= WHAT YOU ARE ASKED TO DO =
Would you please copy out each entry exactly?

[Stored data]
++++

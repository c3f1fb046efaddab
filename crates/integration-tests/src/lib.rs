//! Integration tests for Velvet Bean.
//!
//! # Running Tests
//!
//! ```bash
//! cargo test -p velvet-bean-integration-tests
//! ```
//!
//! # Test Categories
//!
//! - `cart_flow` - Query-then-write cart reconciliation
//! - `wishlist_flow` - Wishlist toggle and membership
//! - `live_view` - Change feed projection and identity switches
//! - `notifications` - Single-slot status message behavior
//!
//! All scenarios run against the in-memory store; no external services.

use std::sync::Once;
use std::time::Duration;

use rust_decimal::Decimal;
use velvet_bean_core::{Email, ProductId, UserId};
use velvet_bean_sync::{
    CurrentUser, MemoryStore, Notifier, ProductSummary, Reconciler, SessionIdentity, SyncConfig,
};

static TRACING: Once = Once::new();

/// Initialize test logging once per process. Respects `RUST_LOG`.
pub fn init_tracing() {
    TRACING.call_once(|| {
        let _ = tracing_subscriber::fmt()
            .with_env_filter(tracing_subscriber::EnvFilter::from_default_env())
            .with_test_writer()
            .try_init();
    });
}

/// Everything a scenario needs, wired over one shared in-memory store.
pub struct TestContext {
    pub store: MemoryStore,
    pub identity: SessionIdentity,
    pub reconciler: Reconciler<MemoryStore, SessionIdentity>,
    pub config: SyncConfig,
}

impl TestContext {
    /// Context with a signed-in user.
    #[must_use]
    pub fn signed_in(user_id: &str) -> Self {
        Self::build(SessionIdentity::signed_in(test_user(user_id)))
    }

    /// Context with no signed-in user.
    #[must_use]
    pub fn signed_out() -> Self {
        Self::build(SessionIdentity::new())
    }

    fn build(identity: SessionIdentity) -> Self {
        init_tracing();
        let config = SyncConfig::default();
        let store = MemoryStore::new();
        let reconciler = Reconciler::new(
            store.clone(),
            identity.clone(),
            Notifier::new(config.notice_ttl),
            config.clone(),
        );
        Self {
            store,
            identity,
            reconciler,
            config,
        }
    }

    /// A second reconciler over the same store, signed in as another user.
    ///
    /// Models a different browser session sharing the remote collections.
    #[must_use]
    pub fn reconciler_for(&self, user_id: &str) -> Reconciler<MemoryStore, SessionIdentity> {
        Reconciler::new(
            self.store.clone(),
            SessionIdentity::signed_in(test_user(user_id)),
            Notifier::new(self.config.notice_ttl),
            self.config.clone(),
        )
    }

    /// Text of the currently visible notice, if any.
    #[must_use]
    pub fn notice_text(&self) -> Option<String> {
        self.reconciler.notifier().current().map(|n| n.text)
    }
}

/// A fixed identity for tests.
#[must_use]
pub fn test_user(id: &str) -> CurrentUser {
    CurrentUser {
        id: UserId::new(id),
        email: Email::parse(&format!("{id}@example.com")).expect("valid test email"),
    }
}

/// A product fixture priced in cents.
#[must_use]
pub fn test_product(id: &str, cents: i64) -> ProductSummary {
    ProductSummary {
        id: ProductId::new(id),
        name: format!("Product {id}"),
        price: Decimal::new(cents, 2),
        image_url: format!("/images/{id}.png"),
    }
}

/// Default notification TTL used by scenarios that exercise timers.
#[must_use]
pub const fn notice_ttl() -> Duration {
    Duration::from_secs(3)
}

++++

= ANSWER TO THE EXERCISE =
repository c3f1fb046efaddab
filename crates/integration-tests/src/lib.rs
//! Integration tests for Velvet Bean.
//!
//! # Running Tests
//!
//! ```bash
//! cargo test -p velvet-bean-integration-tests
//! ```
//!
//! # Test Categories
//!
//! - `cart_flow` - Query-then-write cart reconciliation
//! - `wishlist_flow` - Wishlist toggle and membership
//! - `live_view` - Change feed projection and identity switches
//! - `notifications` - Single-slot status message behavior
//!
//! All scenarios run against the in-memory store; no external services.

use std::sync::Once;
use std::time::Duration;

use rust_decimal::Decimal;
use velvet_bean_core::{Email, ProductId, UserId};
use velvet_bean_sync::{
    CurrentUser, MemoryStore, Notifier, ProductSummary, Reconciler, SessionIdentity, SyncConfig,
};

static TRACING: Once = Once::new();

/// Initialize test logging once per process. Respects `RUST_LOG`.
pub fn init_tracing() {
    TRACING.call_once(|| {
        let _ = tracing_subscriber::fmt()
            .with_env_filter(tracing_subscriber::EnvFilter::from_default_env())
            .with_test_writer()
            .try_init();
    });
}

/// Everything a scenario needs, wired over one shared in-memory store.
pub struct TestContext {
    pub store: MemoryStore,
    pub identity: SessionIdentity,
    pub reconciler: Reconciler<MemoryStore, SessionIdentity>,
    pub config: SyncConfig,
}

impl TestContext {
    /// Context with a signed-in user.
    #[must_use]
    pub fn signed_in(user_id: &str) -> Self {
        Self::build(SessionIdentity::signed_in(test_user(user_id)))
    }

    /// Context with no signed-in user.
    #[must_use]
    pub fn signed_out() -> Self {
        Self::build(SessionIdentity::new())
    }

    fn build(identity: SessionIdentity) -> Self {
        init_tracing();
        let config = SyncConfig::default();
        let store = MemoryStore::new();
        let reconciler = Reconciler::new(
            store.clone(),
            identity.clone(),
            Notifier::new(config.notice_ttl),
            config.clone(),
        );
        Self {
            store,
            identity,
            reconciler,
            config,
        }
    }

    /// A second reconciler over the same store, signed in as another user.
    ///
    /// Models a different browser session sharing the remote collections.
    #[must_use]
    pub fn reconciler_for(&self, user_id: &str) -> Reconciler<MemoryStore, SessionIdentity> {
        Reconciler::new(
            self.store.clone(),
            SessionIdentity::signed_in(test_user(user_id)),
            Notifier::new(self.config.notice_ttl),
            self.config.clone(),
        )
    }

    /// Text of the currently visible notice, if any.
    #[must_use]
    pub fn notice_text(&self) -> Option<String> {
        self.reconciler.notifier().current().map(|n| n.text)
    }
}

/// A fixed identity for tests.
#[must_use]
pub fn test_user(id: &str) -> CurrentUser {
    CurrentUser {
        id: UserId::new(id),
        email: Email::parse(&format!("{id}@example.com")).expect("valid test email"),
    }
}

/// A product fixture priced in cents.
#[must_use]
pub fn test_product(id: &str, cents: i64) -> ProductSummary {
    ProductSummary {
        id: ProductId::new(id),
        name: format!("Product {id}"),
        price: Decimal::new(cents, 2),
        image_url: format!("/images/{id}.png"),
    }
}

/// Default notification TTL used by scenarios that exercise timers.
#[must_use]
pub const fn notice_ttl() -> Duration {
    Duration::from_secs(3)
}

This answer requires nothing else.